__Given records__
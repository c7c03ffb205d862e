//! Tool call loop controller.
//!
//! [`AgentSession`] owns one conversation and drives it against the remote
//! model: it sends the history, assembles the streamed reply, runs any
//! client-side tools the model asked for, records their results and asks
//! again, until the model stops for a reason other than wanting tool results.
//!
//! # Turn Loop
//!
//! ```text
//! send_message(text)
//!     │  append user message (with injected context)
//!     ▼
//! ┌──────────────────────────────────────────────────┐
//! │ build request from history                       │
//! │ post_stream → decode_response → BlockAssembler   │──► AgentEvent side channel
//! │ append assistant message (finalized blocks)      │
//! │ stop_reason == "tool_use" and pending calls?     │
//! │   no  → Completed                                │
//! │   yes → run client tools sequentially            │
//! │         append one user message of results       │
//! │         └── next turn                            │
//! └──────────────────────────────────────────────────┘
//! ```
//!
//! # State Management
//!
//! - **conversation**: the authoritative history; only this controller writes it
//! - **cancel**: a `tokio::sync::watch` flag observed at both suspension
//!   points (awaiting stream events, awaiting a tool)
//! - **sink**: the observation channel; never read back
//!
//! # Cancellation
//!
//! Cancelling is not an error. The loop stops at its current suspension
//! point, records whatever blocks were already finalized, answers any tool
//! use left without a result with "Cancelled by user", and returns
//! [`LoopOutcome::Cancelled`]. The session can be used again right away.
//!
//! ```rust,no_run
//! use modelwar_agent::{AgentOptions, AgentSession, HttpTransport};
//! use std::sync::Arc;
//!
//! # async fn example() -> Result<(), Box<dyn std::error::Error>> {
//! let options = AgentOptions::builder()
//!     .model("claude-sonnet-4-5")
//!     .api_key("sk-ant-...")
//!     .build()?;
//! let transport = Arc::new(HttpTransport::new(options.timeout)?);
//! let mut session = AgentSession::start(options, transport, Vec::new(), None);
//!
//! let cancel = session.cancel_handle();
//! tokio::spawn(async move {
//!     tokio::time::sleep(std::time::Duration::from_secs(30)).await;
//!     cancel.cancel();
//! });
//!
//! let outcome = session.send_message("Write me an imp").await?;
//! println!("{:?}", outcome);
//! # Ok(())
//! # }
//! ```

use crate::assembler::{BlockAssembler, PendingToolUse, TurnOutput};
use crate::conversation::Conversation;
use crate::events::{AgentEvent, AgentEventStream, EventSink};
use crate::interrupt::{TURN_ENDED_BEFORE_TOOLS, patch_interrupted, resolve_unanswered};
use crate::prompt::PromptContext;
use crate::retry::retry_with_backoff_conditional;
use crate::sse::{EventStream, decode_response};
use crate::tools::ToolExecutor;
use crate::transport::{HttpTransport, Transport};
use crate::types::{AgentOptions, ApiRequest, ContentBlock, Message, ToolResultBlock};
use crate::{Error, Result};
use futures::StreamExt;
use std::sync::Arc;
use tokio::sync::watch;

---

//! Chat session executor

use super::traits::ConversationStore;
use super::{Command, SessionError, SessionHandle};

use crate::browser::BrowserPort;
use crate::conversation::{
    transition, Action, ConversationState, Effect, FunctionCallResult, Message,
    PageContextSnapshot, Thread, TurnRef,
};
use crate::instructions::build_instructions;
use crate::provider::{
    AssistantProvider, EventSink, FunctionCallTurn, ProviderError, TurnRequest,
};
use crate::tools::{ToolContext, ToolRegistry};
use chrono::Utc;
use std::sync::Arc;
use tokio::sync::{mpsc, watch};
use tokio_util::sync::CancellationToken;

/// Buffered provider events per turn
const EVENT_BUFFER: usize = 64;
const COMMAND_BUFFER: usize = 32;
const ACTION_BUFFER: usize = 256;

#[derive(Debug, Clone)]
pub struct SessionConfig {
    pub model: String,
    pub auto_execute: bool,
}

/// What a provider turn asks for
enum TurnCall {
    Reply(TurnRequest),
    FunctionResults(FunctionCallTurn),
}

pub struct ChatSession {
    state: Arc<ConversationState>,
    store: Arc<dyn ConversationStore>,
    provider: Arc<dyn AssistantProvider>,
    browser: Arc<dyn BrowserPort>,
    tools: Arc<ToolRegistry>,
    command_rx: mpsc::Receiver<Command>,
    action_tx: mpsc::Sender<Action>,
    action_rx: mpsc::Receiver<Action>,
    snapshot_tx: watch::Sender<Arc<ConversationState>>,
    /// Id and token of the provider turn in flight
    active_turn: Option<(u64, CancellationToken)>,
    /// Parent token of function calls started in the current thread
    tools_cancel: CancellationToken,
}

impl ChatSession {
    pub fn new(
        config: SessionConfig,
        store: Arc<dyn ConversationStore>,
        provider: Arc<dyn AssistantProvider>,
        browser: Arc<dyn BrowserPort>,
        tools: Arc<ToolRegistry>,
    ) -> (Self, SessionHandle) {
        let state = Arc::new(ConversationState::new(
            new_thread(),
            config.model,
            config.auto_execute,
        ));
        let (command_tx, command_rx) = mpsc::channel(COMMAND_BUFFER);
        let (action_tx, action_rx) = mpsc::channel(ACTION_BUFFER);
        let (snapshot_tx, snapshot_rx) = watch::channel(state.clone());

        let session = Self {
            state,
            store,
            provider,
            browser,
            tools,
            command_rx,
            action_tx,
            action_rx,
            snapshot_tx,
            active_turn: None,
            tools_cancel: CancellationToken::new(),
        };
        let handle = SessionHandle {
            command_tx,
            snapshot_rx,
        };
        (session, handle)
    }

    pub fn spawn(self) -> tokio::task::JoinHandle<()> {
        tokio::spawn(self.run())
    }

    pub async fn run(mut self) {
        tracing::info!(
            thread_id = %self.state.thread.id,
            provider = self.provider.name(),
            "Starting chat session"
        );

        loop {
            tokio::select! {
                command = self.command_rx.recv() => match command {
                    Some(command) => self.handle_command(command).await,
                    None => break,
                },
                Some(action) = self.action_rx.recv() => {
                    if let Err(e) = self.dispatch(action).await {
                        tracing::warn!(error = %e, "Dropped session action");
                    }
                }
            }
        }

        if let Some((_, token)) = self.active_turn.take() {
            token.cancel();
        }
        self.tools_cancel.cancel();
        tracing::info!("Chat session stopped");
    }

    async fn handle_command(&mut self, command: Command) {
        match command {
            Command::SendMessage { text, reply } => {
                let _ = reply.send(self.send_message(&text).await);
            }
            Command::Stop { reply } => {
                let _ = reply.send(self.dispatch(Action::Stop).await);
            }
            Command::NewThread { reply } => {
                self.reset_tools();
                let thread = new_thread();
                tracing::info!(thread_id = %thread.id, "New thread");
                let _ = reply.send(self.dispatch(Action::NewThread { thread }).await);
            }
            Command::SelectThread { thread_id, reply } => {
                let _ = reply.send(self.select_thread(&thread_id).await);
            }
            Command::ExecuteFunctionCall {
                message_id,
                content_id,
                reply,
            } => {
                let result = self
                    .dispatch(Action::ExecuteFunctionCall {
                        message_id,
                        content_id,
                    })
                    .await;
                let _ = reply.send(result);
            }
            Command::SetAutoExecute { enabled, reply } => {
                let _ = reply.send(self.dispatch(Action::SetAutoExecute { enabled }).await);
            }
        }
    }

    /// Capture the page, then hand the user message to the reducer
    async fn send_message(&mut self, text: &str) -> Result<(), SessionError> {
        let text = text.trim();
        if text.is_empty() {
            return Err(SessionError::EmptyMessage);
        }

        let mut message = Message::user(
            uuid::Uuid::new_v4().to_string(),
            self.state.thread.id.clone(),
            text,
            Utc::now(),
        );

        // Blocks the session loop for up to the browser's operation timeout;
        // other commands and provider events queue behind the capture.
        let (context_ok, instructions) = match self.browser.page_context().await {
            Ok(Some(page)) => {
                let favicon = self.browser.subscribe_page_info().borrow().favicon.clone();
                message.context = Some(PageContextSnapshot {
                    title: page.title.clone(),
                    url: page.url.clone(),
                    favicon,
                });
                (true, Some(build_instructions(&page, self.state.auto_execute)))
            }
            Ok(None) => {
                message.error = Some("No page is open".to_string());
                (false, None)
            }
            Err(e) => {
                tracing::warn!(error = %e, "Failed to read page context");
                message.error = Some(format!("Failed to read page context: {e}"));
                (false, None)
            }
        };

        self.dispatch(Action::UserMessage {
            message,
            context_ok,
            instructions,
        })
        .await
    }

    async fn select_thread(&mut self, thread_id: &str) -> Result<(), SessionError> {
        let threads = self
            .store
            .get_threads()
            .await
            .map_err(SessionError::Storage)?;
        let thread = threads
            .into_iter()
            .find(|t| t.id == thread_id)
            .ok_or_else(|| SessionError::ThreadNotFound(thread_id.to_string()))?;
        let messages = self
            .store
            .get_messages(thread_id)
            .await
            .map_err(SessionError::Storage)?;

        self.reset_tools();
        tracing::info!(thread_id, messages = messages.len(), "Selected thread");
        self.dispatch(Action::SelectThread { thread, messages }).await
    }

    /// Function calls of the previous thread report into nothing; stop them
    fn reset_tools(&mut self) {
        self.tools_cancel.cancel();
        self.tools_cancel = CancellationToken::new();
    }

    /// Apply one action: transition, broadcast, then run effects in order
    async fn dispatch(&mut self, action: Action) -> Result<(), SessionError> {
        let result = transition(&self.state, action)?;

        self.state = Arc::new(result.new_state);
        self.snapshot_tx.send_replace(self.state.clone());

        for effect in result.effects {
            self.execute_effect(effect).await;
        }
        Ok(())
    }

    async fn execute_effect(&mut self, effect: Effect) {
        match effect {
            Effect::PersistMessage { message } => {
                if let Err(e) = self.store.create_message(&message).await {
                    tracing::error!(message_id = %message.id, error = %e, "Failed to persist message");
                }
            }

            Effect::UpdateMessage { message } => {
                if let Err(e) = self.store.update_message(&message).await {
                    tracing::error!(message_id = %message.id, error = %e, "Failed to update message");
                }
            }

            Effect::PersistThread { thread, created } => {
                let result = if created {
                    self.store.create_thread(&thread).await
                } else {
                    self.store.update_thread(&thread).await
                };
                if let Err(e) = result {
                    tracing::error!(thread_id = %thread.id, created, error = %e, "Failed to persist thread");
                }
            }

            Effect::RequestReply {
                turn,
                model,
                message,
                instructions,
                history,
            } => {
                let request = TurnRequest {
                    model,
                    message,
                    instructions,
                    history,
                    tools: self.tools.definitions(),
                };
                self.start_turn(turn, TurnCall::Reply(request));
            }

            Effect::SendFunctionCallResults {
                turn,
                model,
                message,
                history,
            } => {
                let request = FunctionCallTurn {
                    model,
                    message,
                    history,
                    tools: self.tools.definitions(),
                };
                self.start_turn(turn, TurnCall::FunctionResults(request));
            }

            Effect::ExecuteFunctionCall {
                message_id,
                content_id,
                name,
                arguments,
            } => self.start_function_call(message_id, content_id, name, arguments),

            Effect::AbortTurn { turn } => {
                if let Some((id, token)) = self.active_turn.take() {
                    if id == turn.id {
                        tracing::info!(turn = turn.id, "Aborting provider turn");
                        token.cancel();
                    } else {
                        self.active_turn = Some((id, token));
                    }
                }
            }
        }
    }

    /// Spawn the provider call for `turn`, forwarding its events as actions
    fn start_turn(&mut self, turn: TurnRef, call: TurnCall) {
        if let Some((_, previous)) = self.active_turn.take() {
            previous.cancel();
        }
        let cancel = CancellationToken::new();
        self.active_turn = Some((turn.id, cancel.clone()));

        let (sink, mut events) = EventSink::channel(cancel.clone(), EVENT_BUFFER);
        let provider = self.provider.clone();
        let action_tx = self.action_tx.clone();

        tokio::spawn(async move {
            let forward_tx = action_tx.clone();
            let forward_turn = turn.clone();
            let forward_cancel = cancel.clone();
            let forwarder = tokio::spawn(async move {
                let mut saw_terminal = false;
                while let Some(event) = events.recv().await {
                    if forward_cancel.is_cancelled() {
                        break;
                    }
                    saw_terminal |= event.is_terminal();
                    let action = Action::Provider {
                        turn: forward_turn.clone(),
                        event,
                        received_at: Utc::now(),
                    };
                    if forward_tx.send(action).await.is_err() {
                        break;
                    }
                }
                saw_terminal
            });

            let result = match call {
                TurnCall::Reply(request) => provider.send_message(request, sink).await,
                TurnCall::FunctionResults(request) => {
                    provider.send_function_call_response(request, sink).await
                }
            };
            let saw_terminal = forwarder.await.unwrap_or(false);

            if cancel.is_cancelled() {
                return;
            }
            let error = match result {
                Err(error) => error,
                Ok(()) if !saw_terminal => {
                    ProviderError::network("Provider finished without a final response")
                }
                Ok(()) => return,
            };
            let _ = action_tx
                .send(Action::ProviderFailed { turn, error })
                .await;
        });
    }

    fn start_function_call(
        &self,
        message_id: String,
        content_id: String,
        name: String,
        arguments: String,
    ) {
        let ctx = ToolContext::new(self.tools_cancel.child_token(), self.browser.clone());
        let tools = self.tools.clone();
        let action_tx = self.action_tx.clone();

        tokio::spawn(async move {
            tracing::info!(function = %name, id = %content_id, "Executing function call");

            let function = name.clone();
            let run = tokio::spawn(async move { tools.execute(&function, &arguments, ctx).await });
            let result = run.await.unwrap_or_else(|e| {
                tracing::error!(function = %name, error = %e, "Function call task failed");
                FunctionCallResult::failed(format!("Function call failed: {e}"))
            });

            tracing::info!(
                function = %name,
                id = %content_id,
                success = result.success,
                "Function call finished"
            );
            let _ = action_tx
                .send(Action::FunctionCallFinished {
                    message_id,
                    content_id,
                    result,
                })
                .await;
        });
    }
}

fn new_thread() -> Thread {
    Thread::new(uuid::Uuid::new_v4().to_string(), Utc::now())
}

__What is being asked__
Taking the entries above, print exactly the lines starting at the line with "let (sink, mut" and ending at the line with "let tools = self.tools.clone();", both included.

__Output of the task__
        let (sink, mut events) = EventSink::channel(cancel.clone(), EVENT_BUFFER);
        let provider = self.provider.clone();
        let action_tx = self.action_tx.clone();

        tokio::spawn(async move {
            let forward_tx = action_tx.clone();
            let forward_turn = turn.clone();
            let forward_cancel = cancel.clone();
            let forwarder = tokio::spawn(async move {
                let mut saw_terminal = false;
                while let Some(event) = events.recv().await {
                    if forward_cancel.is_cancelled() {
                        break;
                    }
                    saw_terminal |= event.is_terminal();
                    let action = Action::Provider {
                        turn: forward_turn.clone(),
                        event,
                        received_at: Utc::now(),
                    };
                    if forward_tx.send(action).await.is_err() {
                        break;
                    }
                }
                saw_terminal
            });

            let result = match call {
                TurnCall::Reply(request) => provider.send_message(request, sink).await,
                TurnCall::FunctionResults(request) => {
                    provider.send_function_call_response(request, sink).await
                }
            };
            let saw_terminal = forwarder.await.unwrap_or(false);

            if cancel.is_cancelled() {
                return;
            }
            let error = match result {
                Err(error) => error,
                Ok(()) if !saw_terminal => {
                    ProviderError::network("Provider finished without a final response")
                }
                Ok(()) => return,
            };
            let _ = action_tx
                .send(Action::ProviderFailed { turn, error })
                .await;
        });
    }

    fn start_function_call(
        &self,
        message_id: String,
        content_id: String,
        name: String,
        arguments: String,
    ) {
        let ctx = ToolContext::new(self.tools_cancel.child_token(), self.browser.clone());
        let tools = self.tools.clone();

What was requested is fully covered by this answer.